- EXERCISE DESCRIPTION
Down to the last character, transcribe every record.

- GIVEN DATA
━━━━

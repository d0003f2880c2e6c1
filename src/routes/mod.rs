//! Request routing.
//!
//! There are exactly two destinations: the battery telemetry route and the
//! static file fallback. [`dispatch`] picks one and hands the request to the
//! matching capability of the handler set, or decides to answer nothing at all.
//!
//! # Matching rules
//!
//! - The battery route is a **prefix** test: any path beginning with
//!   `/battery` matches, so `/battery`, `/battery/`, `/battery/extra` and
//!   `/batteryfoo` are all served telemetry. The optional trailing `/` in the
//!   route pattern therefore never changes the outcome.
//! - A raw request target ending in `.ico` gets no response. The client sees
//!   the connection close without a status line.
//! - Everything else is a static file path.

pub mod battery;
pub mod static_files;

use crate::http::request::Request;
use crate::http::response::Response;
use crate::telemetry::TelemetrySource;

pub use static_files::StaticFileResolver;

/// Prefix selecting the telemetry route.
pub const BATTERY_PREFIX: &str = "/battery";

/// Where a request path goes.
#[derive(Debug, Clone, PartialEq, Eq)]
pub enum RouteMatch {
    Battery,
    /// Path to resolve under the serving root.
    Static(String),
}

/// What the connection should do with a request.
#[derive(Debug)]
pub enum Dispatch {
    Respond(Response),
    /// Write nothing and close.
    Silent,
}

/// Serves the telemetry route.
pub trait BatteryHandler {
    fn battery(&self, req: &Request) -> Response;
}

/// Serves everything that is not telemetry.
pub trait StaticHandler {
    fn static_file(&self, req: &Request, path: &str) -> Response;
}

pub fn match_route(path: &str) -> RouteMatch {
    if path.starts_with(BATTERY_PREFIX) {
        RouteMatch::Battery
    } else {
        RouteMatch::Static(path.to_string())
    }
}

/// Browsers ask for favicons on their own; those requests are ignored.
pub fn is_suppressed(target: &str) -> bool {
    target.ends_with(".ico")
}

pub fn dispatch<H>(req: &Request, handlers: &H) -> Dispatch
where
    H: BatteryHandler + StaticHandler + ?Sized,
{
    if is_suppressed(&req.target()) {
        return Dispatch::Silent;
    }

    let response = match match_route(&req.path) {
        RouteMatch::Battery => handlers.battery(req),
        RouteMatch::Static(path) => handlers.static_file(req, &path),
    };
    Dispatch::Respond(response)
}

/// Production handler set: a telemetry source plus a serving root.
pub struct Routes<T> {
    telemetry: T,
    files: StaticFileResolver,
}

impl<T: TelemetrySource> Routes<T> {
    pub fn new(telemetry: T, files: StaticFileResolver) -> Self {
        Self { telemetry, files }
    }
}

impl<T: TelemetrySource> BatteryHandler for Routes<T> {
    fn battery(&self, _req: &Request) -> Response {
        battery::battery_response(&self.telemetry)
    }
}

impl<T> StaticHandler for Routes<T> {
    fn static_file(&self, _req: &Request, path: &str) -> Response {
        static_files::file_response(&self.files, path)
    }
}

━━━━

- WRITTEN SOLUTION
repository d0003f2880c2e6c1
filename src/routes/mod.rs
//! Request routing.
//!
//! There are exactly two destinations: the battery telemetry route and the
//! static file fallback. [`dispatch`] picks one and hands the request to the
//! matching capability of the handler set, or decides to answer nothing at all.
//!
//! # Matching rules
//!
//! - The battery route is a **prefix** test: any path beginning with
//!   `/battery` matches, so `/battery`, `/battery/`, `/battery/extra` and
//!   `/batteryfoo` are all served telemetry. The optional trailing `/` in the
//!   route pattern therefore never changes the outcome.
//! - A raw request target ending in `.ico` gets no response. The client sees
//!   the connection close without a status line.
//! - Everything else is a static file path.

pub mod battery;
pub mod static_files;

use crate::http::request::Request;
use crate::http::response::Response;
use crate::telemetry::TelemetrySource;

pub use static_files::StaticFileResolver;

/// Prefix selecting the telemetry route.
pub const BATTERY_PREFIX: &str = "/battery";

/// Where a request path goes.
#[derive(Debug, Clone, PartialEq, Eq)]
pub enum RouteMatch {
    Battery,
    /// Path to resolve under the serving root.
    Static(String),
}

/// What the connection should do with a request.
#[derive(Debug)]
pub enum Dispatch {
    Respond(Response),
    /// Write nothing and close.
    Silent,
}

/// Serves the telemetry route.
pub trait BatteryHandler {
    fn battery(&self, req: &Request) -> Response;
}

/// Serves everything that is not telemetry.
pub trait StaticHandler {
    fn static_file(&self, req: &Request, path: &str) -> Response;
}

pub fn match_route(path: &str) -> RouteMatch {
    if path.starts_with(BATTERY_PREFIX) {
        RouteMatch::Battery
    } else {
        RouteMatch::Static(path.to_string())
    }
}

/// Browsers ask for favicons on their own; those requests are ignored.
pub fn is_suppressed(target: &str) -> bool {
    target.ends_with(".ico")
}

pub fn dispatch<H>(req: &Request, handlers: &H) -> Dispatch
where
    H: BatteryHandler + StaticHandler + ?Sized,
{
    if is_suppressed(&req.target()) {
        return Dispatch::Silent;
    }

    let response = match match_route(&req.path) {
        RouteMatch::Battery => handlers.battery(req),
        RouteMatch::Static(path) => handlers.static_file(req, &path),
    };
    Dispatch::Respond(response)
}

/// Production handler set: a telemetry source plus a serving root.
pub struct Routes<T> {
    telemetry: T,
    files: StaticFileResolver,
}

impl<T: TelemetrySource> Routes<T> {
    pub fn new(telemetry: T, files: StaticFileResolver) -> Self {
        Self { telemetry, files }
    }
}

impl<T: TelemetrySource> BatteryHandler for Routes<T> {
    fn battery(&self, _req: &Request) -> Response {
        battery::battery_response(&self.telemetry)
    }
}

impl<T> StaticHandler for Routes<T> {
    fn static_file(&self, _req: &Request, path: &str) -> Response {
        static_files::file_response(&self.files, path)
    }
}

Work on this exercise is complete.